By Ritvik Carvalho
LONDON (Reuters) - Sterling hit $1.40 against the dollar for the first time in nearly three years on Friday, as analysts continued to bet Britain's quick pace of vaccinations will lead to an economic rebound from the country's worst crash in output in 300 years.
At 0857 GMT, the pound was at $1.4005 against the dollar, up 0.2% on the day. That level was its highest since April 2018.
The pound is the best performing G10 currency this year, up 2.3% against the dollar as investors bet that Britain's quicker pace of vaccinations will lead to a recovery from the worst annual fall in economic output in three centuries.
"My sense is the vaccine currency label attached to the pound is in part behind the move through $1.40," said Neil Jones, head of FX sales, financial institutions at Mizuho Bank.
Reflation trade's big FX winner https://fingfx.thomsonreuters.com/gfx/mkt/qmypmwbznpr/Pasted%20image%201613725889155.png
The pound has also gained more than 3% against the euro this year, with analysts attributing the single currency's weakness to the pound as reflective of other European countries' relatively slower vaccine rollout.

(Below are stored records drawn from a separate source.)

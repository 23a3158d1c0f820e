//! Intersection Engine
//!
//! Pairwise narrow-phase tests dispatched by shape kind, plus collision
//! normal derivation and sliding-vector computation.
//!
//! Negative results are ordinary values here: layer mismatches, disabled
//! colliders, and degenerate polygons all resolve to `false`, never to an
//! error.

use tracing::debug;

use crate::core::vec2::Vec2;
use super::collider::{can_interact, Collider, Shape};

/// Test two colliders for intersection.
///
/// Returns false immediately when the layer/mask predicate fails or when
/// either shape is a degenerate polygon. Shape pairs without a dedicated
/// test (capsule vs aabb, capsule vs polygon, aabb vs polygon) reduce to bounding
/// circles.
pub fn test(a: &Collider, b: &Collider) -> bool {
    if !can_interact(a, b) {
        return false;
    }
    if a.shape.is_degenerate() || b.shape.is_degenerate() {
        debug!("intersection test against degenerate polygon, failing");
        return false;
    }
    shapes_intersect(&a.shape, &b.shape)
}

/// Shape-kind dispatch. Mirrored pairs swap and delegate.
fn shapes_intersect(a: &Shape, b: &Shape) -> bool {
    use Shape::*;
    match (a, b) {
        (Circle { center: c1, radius: r1 }, Circle { center: c2, radius: r2 }) => {
            circle_circle(*c1, *r1, *c2, *r2)
        }
        (Circle { center, radius }, Aabb { min, width, height }) => {
            circle_aabb(*center, *radius, *min, *width, *height)
        }
        (Aabb { .. }, Circle { .. }) => shapes_intersect(b, a),
        (Circle { center, radius }, Capsule { start, end, radius: cap_radius }) => {
            circle_capsule(*center, *radius, *start, *end, *cap_radius)
        }
        (Capsule { .. }, Circle { .. }) => shapes_intersect(b, a),
        (
            Capsule { start: a1, end: a2, radius: ra },
            Capsule { start: b1, end: b2, radius: rb },
        ) => capsule_capsule(*a1, *a2, *ra, *b1, *b2, *rb),
        (
            Aabb { min: min1, width: w1, height: h1 },
            Aabb { min: min2, width: w2, height: h2 },
        ) => aabb_aabb(*min1, *w1, *h1, *min2, *w2, *h2),
        (Circle { center, radius }, Polygon { origin, vertices }) => {
            circle_polygon(*center, *radius, *origin, vertices)
        }
        (Polygon { .. }, Circle { .. }) => shapes_intersect(b, a),
        (
            Polygon { origin: o1, vertices: v1 },
            Polygon { origin: o2, vertices: v2 },
        ) => polygon_polygon(*o1, v1, *o2, v2),
        // No dedicated test for this pair: bounding-circle reduction.
        _ => {
            let ba = a.bounding_circle();
            let bb = b.bounding_circle();
            circle_circle(ba.center, ba.radius, bb.center, bb.radius)
        }
    }
}

/// Circle vs circle: boundary inclusive, so touching counts as colliding.
#[inline]
pub fn circle_circle(c1: Vec2, r1: f32, c2: Vec2, r2: f32) -> bool {
    let combined = r1 + r2;
    c1.distance_squared(c2) <= combined * combined
}

/// Circle vs axis-aligned box: clamp the center to the box extents and
/// compare the squared distance to the closest point.
#[inline]
pub fn circle_aabb(center: Vec2, radius: f32, min: Vec2, width: f32, height: f32) -> bool {
    let closest = Vec2::new(
        center.x.clamp(min.x, min.x + width),
        center.y.clamp(min.y, min.y + height),
    );
    closest.distance_squared(center) <= radius * radius
}

/// Circle vs capsule: distance from the center to the capsule segment
/// against the sum of radii.
#[inline]
pub fn circle_capsule(center: Vec2, radius: f32, start: Vec2, end: Vec2, cap_radius: f32) -> bool {
    let closest = closest_point_on_segment(center, start, end);
    let combined = radius + cap_radius;
    closest.distance_squared(center) <= combined * combined
}

/// Capsule vs capsule, approximated as the minimum of the four
/// endpoint-to-other-segment distances.
///
/// Sufficient for thin capsules; a pure crossing configuration where both
/// segments pass between the other's endpoints can under-report the true
/// segment-segment distance.
pub fn capsule_capsule(a1: Vec2, a2: Vec2, ra: f32, b1: Vec2, b2: Vec2, rb: f32) -> bool {
    let combined = ra + rb;
    let combined_sq = combined * combined;

    let d1 = closest_point_on_segment(a1, b1, b2).distance_squared(a1);
    let d2 = closest_point_on_segment(a2, b1, b2).distance_squared(a2);
    let d3 = closest_point_on_segment(b1, a1, a2).distance_squared(b1);
    let d4 = closest_point_on_segment(b2, a1, a2).distance_squared(b2);

    d1.min(d2).min(d3).min(d4) <= combined_sq
}

/// AABB vs AABB: 1-D overlap on both axes. Exact edge contact counts as
/// touching.
#[inline]
pub fn aabb_aabb(min1: Vec2, w1: f32, h1: f32, min2: Vec2, w2: f32, h2: f32) -> bool {
    !(min1.x > min2.x + w2
        || min1.x + w1 < min2.x
        || min1.y > min2.y + h2
        || min1.y + h1 < min2.y)
}

/// Circle vs polygon: true when the center is inside the polygon or any
/// edge passes within the circle's radius.
pub fn circle_polygon(center: Vec2, radius: f32, origin: Vec2, vertices: &[Vec2]) -> bool {
    if vertices.len() < 3 {
        return false;
    }
    let world: Vec<Vec2> = vertices.iter().map(|v| origin + *v).collect();
    if point_in_polygon(center, &world) {
        return true;
    }
    let radius_sq = radius * radius;
    let mut j = world.len() - 1;
    for i in 0..world.len() {
        let closest = closest_point_on_segment(center, world[j], world[i]);
        if closest.distance_squared(center) <= radius_sq {
            return true;
        }
        j = i;
    }
    false
}

/// Polygon vs polygon, tested as vertex containment in either direction.
///
/// Not a separating-axis test: a pure edge-crossing configuration where no
/// vertex of either polygon lies inside the other is reported as a miss.
/// The attack-shape library is tuned around this profile, so the
/// approximation is kept.
pub fn polygon_polygon(o1: Vec2, v1: &[Vec2], o2: Vec2, v2: &[Vec2]) -> bool {
    if v1.len() < 3 || v2.len() < 3 {
        return false;
    }
    let world1: Vec<Vec2> = v1.iter().map(|v| o1 + *v).collect();
    let world2: Vec<Vec2> = v2.iter().map(|v| o2 + *v).collect();

    world1.iter().any(|p| point_in_polygon(*p, &world2))
        || world2.iter().any(|p| point_in_polygon(*p, &world1))
}

/// Closest point to `point` on the segment from `start` to `end`.
/// A zero-length segment behaves as its start point.
#[inline]
pub fn closest_point_on_segment(point: Vec2, start: Vec2, end: Vec2) -> Vec2 {
    let seg = end - start;
    let len_sq = seg.length_squared();
    if len_sq == 0.0 {
        return start;
    }
    let t = ((point - start).dot(seg) / len_sq).clamp(0.0, 1.0);
    start + seg.scale(t)
}

/// Ray-cast point-in-polygon test over a world-space vertex loop.
pub fn point_in_polygon(point: Vec2, vertices: &[Vec2]) -> bool {
    if vertices.len() < 3 {
        return false;
    }
    let mut inside = false;
    let mut j = vertices.len() - 1;
    for i in 0..vertices.len() {
        let vi = vertices[i];
        let vj = vertices[j];
        if (vi.y > point.y) != (vj.y > point.y)
            && point.x < (vj.x - vi.x) * (point.y - vi.y) / (vj.y - vi.y) + vi.x
        {
            inside = !inside;
        }
        j = i;
    }
    inside
}

/// Collision normal between two intersecting colliders, pointing from `b`
/// toward `a`.
///
/// Defined for circle vs circle and circle vs aabb (either order). Every other
/// pair returns the zero vector, which callers must treat as "no normal
/// available", not as a direction. Coincident circle centers also yield
/// zero.
pub fn collision_normal(a: &Collider, b: &Collider) -> Vec2 {
    use Shape::*;
    match (&a.shape, &b.shape) {
        (Circle { center: ca, .. }, Circle { center: cb, .. }) => (*ca - *cb).normalize(),
        (Circle { center, .. }, Aabb { min, width, height }) => {
            circle_aabb_normal(*center, *min, *width, *height)
        }
        (Aabb { min, width, height }, Circle { center, .. }) => {
            -circle_aabb_normal(*center, *min, *width, *height)
        }
        _ => Vec2::ZERO,
    }
}

/// Normal for a circle against a box: from the clamped closest point
/// toward the circle center. A center inside the box is pushed outward
/// along the nearest edge.
fn circle_aabb_normal(center: Vec2, min: Vec2, width: f32, height: f32) -> Vec2 {
    let max = min + Vec2::new(width, height);
    let closest = Vec2::new(center.x.clamp(min.x, max.x), center.y.clamp(min.y, max.y));

    if closest != center {
        return (center - closest).normalize();
    }

    // Center inside the box: nearest edge wins.
    let left = center.x - min.x;
    let right = max.x - center.x;
    let bottom = center.y - min.y;
    let top = max.y - center.y;
    let nearest = left.min(right).min(bottom).min(top);

    if nearest == left {
        -Vec2::RIGHT
    } else if nearest == right {
        Vec2::RIGHT
    } else if nearest == bottom {
        -Vec2::UP
    } else {
        Vec2::UP
    }
}

/// Remove the velocity component along `normal`, leaving the tangential
/// sliding component: `v - (v·n)n`.
///
/// A zero normal returns the velocity unchanged (no surface to slide
/// along). `normal` is expected to be unit length.
#[inline]
pub fn slide_vector(velocity: Vec2, normal: Vec2) -> Vec2 {
    if normal == Vec2::ZERO {
        return velocity;
    }
    velocity - normal.scale(velocity.dot(normal))
}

On Friday it traded 0.2% lower to the euro at 86.74 pence.
On Monday, UK Prime Minister Boris Johnson is expected to announce the government's next steps in fighting the coronavirus, which may include plans to take Britain out of its third national lockdown.

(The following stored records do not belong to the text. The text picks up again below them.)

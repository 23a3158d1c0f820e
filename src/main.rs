//! Arena Collision Demo
//!
//! Builds a small combat scene and exercises the full pipeline: broad
//! phase, narrow phase, attack shapes, and the template cache. Pass a
//! path to a JSON shape-template file to load it into the cache first.

use std::collections::HashMap;
use std::fs::File;

use anyhow::Context;
use tracing::{info, Level};
use tracing_subscriber::FmtSubscriber;

use arena_collision::collision::shapes;
use arena_collision::{
    collision, AttackShapeCache, Collider, PositionSource, SpatialSystem, Vec2,
    DEFAULT_CELL_SIZE, VERSION,
};
use arena_collision::collision::{LAYER_ALL, LAYER_ENEMY, LAYER_PLAYER};

/// Minimal component store for the demo.
struct DemoStore {
    positions: HashMap<u32, Vec2>,
}

impl PositionSource<u32> for DemoStore {
    fn for_each_positioned<F: FnMut(u32, Vec2)>(&self, mut f: F) {
        for (&entity, &pos) in &self.positions {
            f(entity, pos);
        }
    }

    fn position_of(&self, entity: u32) -> Option<Vec2> {
        self.positions.get(&entity).copied()
    }
}

fn main() -> anyhow::Result<()> {
    // Initialize logging
    let subscriber = FmtSubscriber::builder()
        .with_max_level(Level::INFO)
        .finish();
    tracing::subscriber::set_global_default(subscriber)
        .expect("Failed to set tracing subscriber");

    info!("Arena Collision v{}", VERSION);

    let cache = AttackShapeCache::new();
    if let Some(path) = std::env::args().nth(1) {
        let file = File::open(&path)
            .with_context(|| format!("opening shape template file {path}"))?;
        let count = cache
            .load_json(file)
            .with_context(|| format!("loading shape templates from {path}"))?;
        info!("Loaded {} shape templates from {}", count, path);
    }

    demo_scene(&cache);
    Ok(())
}

/// Demo scene: one player at (10, 10) in a field of scattered enemies.
fn demo_scene(cache: &AttackShapeCache) {
    info!("=== Starting Demo Scene ===");

    // Scatter enemies deterministically on a skewed lattice.
    let mut store = DemoStore {
        positions: HashMap::new(),
    };
    for i in 0..64u32 {
        let x = ((i * 37) % 120) as f32 - 20.0;
        let y = ((i * 53) % 120) as f32 - 20.0;
        store.positions.insert(i, Vec2::new(x, y));
    }

    let system: SpatialSystem<u32> = SpatialSystem::new(DEFAULT_CELL_SIZE);
    system.rebuild(&store);
    info!(
        "Indexed {} enemies across {} cells",
        system.len(),
        system.cell_count()
    );

    let player_pos = Vec2::new(10.0, 10.0);

    // Melee swing along +x.
    let swing = shapes::melee_sweep(player_pos, Vec2::RIGHT, 15.0, 3.0, LAYER_PLAYER, LAYER_ENEMY);
    let reach = shapes::MELEE_LEAD + 15.0 + 3.0;
    let candidates = system.query_radius_exact(player_pos, reach, &store);
    let hits = confirm_hits(&swing, &candidates, &store);
    info!(
        "Melee swing: {} broad-phase candidates, {} confirmed hits",
        candidates.len(),
        hits.len()
    );

    // Cone blast facing up-right.
    let blast = shapes::cone(
        player_pos,
        std::f32::consts::FRAC_PI_4,
        0.6,
        25.0,
        10,
        LAYER_PLAYER,
        LAYER_ENEMY,
    );
    let candidates = system.query_radius_exact(player_pos, 25.0, &store);
    let hits = confirm_hits(&blast, &candidates, &store);
    info!("Cone blast: {} confirmed hits", hits.len());

    // Ring shockwave: hits the band, spares the eye.
    let (outer, inner) = shapes::ring(player_pos, 30.0, 10.0, LAYER_PLAYER, LAYER_ENEMY);
    let in_band = system
        .query_radius_exact(player_pos, 30.0, &store)
        .into_iter()
        .filter(|&e| {
            let target = enemy_collider(store.positions[&e]);
            shapes::test_ring(&target, &outer, &inner)
        })
        .count();
    info!("Ring shockwave: {} enemies in the band", in_band);

    // Cached template (falls back to a default circle if absent).
    let slash = cache.instantiate("wide-slash", player_pos, 0.0, LAYER_PLAYER, LAYER_ENEMY);
    let candidates = system.query_radius_exact(player_pos, 20.0, &store);
    let hits = confirm_hits(&slash, &candidates, &store);
    info!("Cached slash: {} confirmed hits", hits.len());

    // Slide along a terrain wall.
    let wall = shapes::terrain(Vec2::new(20.0, 0.0), 10.0, 40.0);
    let body = shapes::character(Vec2::new(19.5, 10.0), 1.0, LAYER_PLAYER);
    if collision::test(&body, &wall) {
        let normal = collision::collision_normal(&body, &wall);
        let velocity = Vec2::new(3.0, 1.0);
        let slide = collision::slide_vector(velocity, normal);
        info!("Wall contact: normal {}, velocity {} slides to {}", normal, velocity, slide);
    }

    info!("=== Demo Complete ===");
}

fn enemy_collider(pos: Vec2) -> Collider {
    Collider::circle(pos, 1.0, LAYER_ENEMY, LAYER_ALL)
}

/// Narrow-phase confirmation over broad-phase candidates.
fn confirm_hits(attack: &Collider, candidates: &[u32], store: &DemoStore) -> Vec<u32> {
    candidates
        .iter()
        .copied()
        .filter(|e| {
            store
                .position_of(*e)
                .is_some_and(|pos| collision::test(attack, &enemy_collider(pos)))
        })
        .collect()
}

"The apparent success of its vaccine campaign notwithstanding, we think that the UK government would err on the side of caution," said Valentin Marinov, head of G10 FX research at Credit Agricole in London.
"In turn, this could disappoint FX investors who have been aggressively adding to their GBP longs in anticipation of a more rapid opening up of the UK economy and have pushed the currency into overbought territory."

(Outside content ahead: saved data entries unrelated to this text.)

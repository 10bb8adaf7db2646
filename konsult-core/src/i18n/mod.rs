//! Internationalization (i18n)
//!
//! Two compile-time translation tables (Swedish, English) built from plain
//! Rust structs: typed field access for views, dot-notation lookup for
//! dynamic keys at the boundary.

use std::collections::HashMap;
use std::sync::LazyLock;

use serde::{Deserialize, Serialize};

mod en_us;
pub mod keys;
mod sv_se;

pub use keys::*;

/// Supported languages
#[derive(Debug, Clone, Copy, PartialEq, Eq, Hash, Default, Serialize, Deserialize)]
#[serde(rename_all = "lowercase")]
pub enum Language {
    /// Swedish (primary)
    #[default]
    Sv,
    /// English
    En,
}

impl Language {
    /// All supported languages, primary first
    pub fn all() -> &'static [Language] {
        &[Language::Sv, Language::En]
    }

    /// Name of the language written in that language
    pub fn display_name(self) -> &'static str {
        match self {
            Language::Sv => "Svenska",
            Language::En => "English",
        }
    }

    /// Caption of the language toggle button
    pub fn label(self) -> &'static str {
        match self {
            Language::Sv => "SV",
            Language::En => "EN",
        }
    }

    /// ISO 639-1 code
    pub fn code(self) -> &'static str {
        match self {
            Language::Sv => "sv",
            Language::En => "en",
        }
    }

    /// Parse a language code or BCP 47 tag
    pub fn from_code(code: &str) -> Option<Language> {
        match code.to_ascii_lowercase().as_str() {
            "sv" | "sv-se" => Some(Language::Sv),
            "en" | "en-us" | "en-gb" => Some(Language::En),
            _ => None,
        }
    }

    /// The other language (used by the toggle shortcut)
    #[must_use]
    pub fn next(self) -> Language {
        match self {
            Language::Sv => Language::En,
            Language::En => Language::Sv,
        }
    }
}

/// Translation table of a language
pub fn translations(lang: Language) -> &'static Translations {
    match lang {
        Language::Sv => &sv_se::TRANSLATIONS,
        Language::En => &en_us::TRANSLATIONS,
    }
}

type KeyIndex = HashMap<&'static str, &'static str>;

static SV_INDEX: LazyLock<KeyIndex> =
    LazyLock::new(|| sv_se::TRANSLATIONS.entries().into_iter().collect());
static EN_INDEX: LazyLock<KeyIndex> =
    LazyLock::new(|| en_us::TRANSLATIONS.entries().into_iter().collect());

/// Resolve a dot-notation key in `lang`, `None` when the key is unknown
pub fn lookup(lang: Language, key: &str) -> Option<&'static str> {
    let index = match lang {
        Language::Sv => &*SV_INDEX,
        Language::En => &*EN_INDEX,
    };
    index.get(key).copied()
}

#[cfg(test)]
mod tests {
    use std::collections::HashSet;

    use super::*;

    fn keys_of(lang: Language) -> Vec<&'static str> {
        translations(lang).entries().into_iter().map(|(k, _)| k).collect()
    }

    #[test]
    fn primary_language_is_default() {
        assert_eq!(Language::default(), Language::Sv);
        assert_eq!(Language::all()[0], Language::Sv);
    }

    #[test]
    fn both_tables_define_same_unique_keys() {
        let sv = keys_of(Language::Sv);
        let en = keys_of(Language::En);
        assert_eq!(sv, en);

        let unique: HashSet<_> = sv.iter().collect();
        assert_eq!(unique.len(), sv.len(), "duplicate key in entries()");
    }

    #[test]
    fn every_entry_is_non_empty() {
        for lang in Language::all() {
            for (key, text) in translations(*lang).entries() {
                assert!(!text.trim().is_empty(), "{key} is empty in {}", lang.code());
            }
        }
    }

    #[test]
    fn lookup_resolves_dotted_keys() {
        assert_eq!(lookup(Language::Sv, "nav.home"), Some("Hem"));
        assert_eq!(lookup(Language::En, "nav.home"), Some("Home"));
        assert_eq!(
            lookup(Language::En, "contact.info.email.protected"),
            Some("Complete CAPTCHA to view email address")
        );
        assert_eq!(lookup(Language::Sv, "nav.nope"), None);
    }

    #[test]
    fn index_covers_every_entry() {
        for &lang in Language::all() {
            for (key, text) in translations(lang).entries() {
                assert_eq!(lookup(lang, key), Some(text), "{key} in {}", lang.code());
            }
        }
    }

    #[test]
    fn parses_codes_case_insensitively() {
        assert_eq!(Language::from_code("SV-se"), Some(Language::Sv));
        assert_eq!(Language::from_code("en-GB"), Some(Language::En));
        assert_eq!(Language::from_code("de"), None);
    }

    #[test]
    fn next_toggles() {
        assert_eq!(Language::Sv.next(), Language::En);
        assert_eq!(Language::En.next().next(), Language::En);
    }
}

Speculators increased their long positions on sterling - bets the currency will increase in value against the dollar - to their highest levels since March 2020 in the week up to last Tuesday, CFTC data shows.
Towards the end of last year, speculators held short positions on the pound as Britain and the EU raced to sign a post-Brexit trade deal.
At $1.40, the pound is about 6% shy of $1.4860 - the level it held a day before the result of the 2016 Brexit referendum was announced.
The currency's fall in the wake of the Brexit vote made imports more expensive, pushing up inflation. Now, the pound's strength could hurt export-heavy companies that form Britain's FTSE 100 index, which earn a majority of their revenue in dollars.
Brexit: a rollercoaster ride for the pound https://fingfx.thomsonreuters.com/gfx/mkt/qmypmwjmnpr/Pasted%20image%201613731023459.png
British retail sales tumbled in January as non-essential shops went back into lockdown, official data showed. Retail sales volumes slumped by 8.2% compared with December, a far bigger fall than the 2.5% decrease forecast in a Reuters poll of economists and the second largest on record.
"The Brexit issue has disappeared and we're now focusing on COVID-19 and how hard the UK economy has been hit," said Niels Christensen, chief analyst, research and risk solutions at Nordea Markets, noting Britain has been hit hardest among OECD countries.
"We are now looking at a more positive outlook for the UK economy. And even though expectations of a rate cut from the Bank of England have not completely disappeared, the risk for that has definitely diminished."
Christensen added that an unwinding of short positions from the end of last year has also benefited sterling.
Money markets as of 1057 GMT on Friday showed no expectations of negative rates from the Bank of England as far out as August 2022.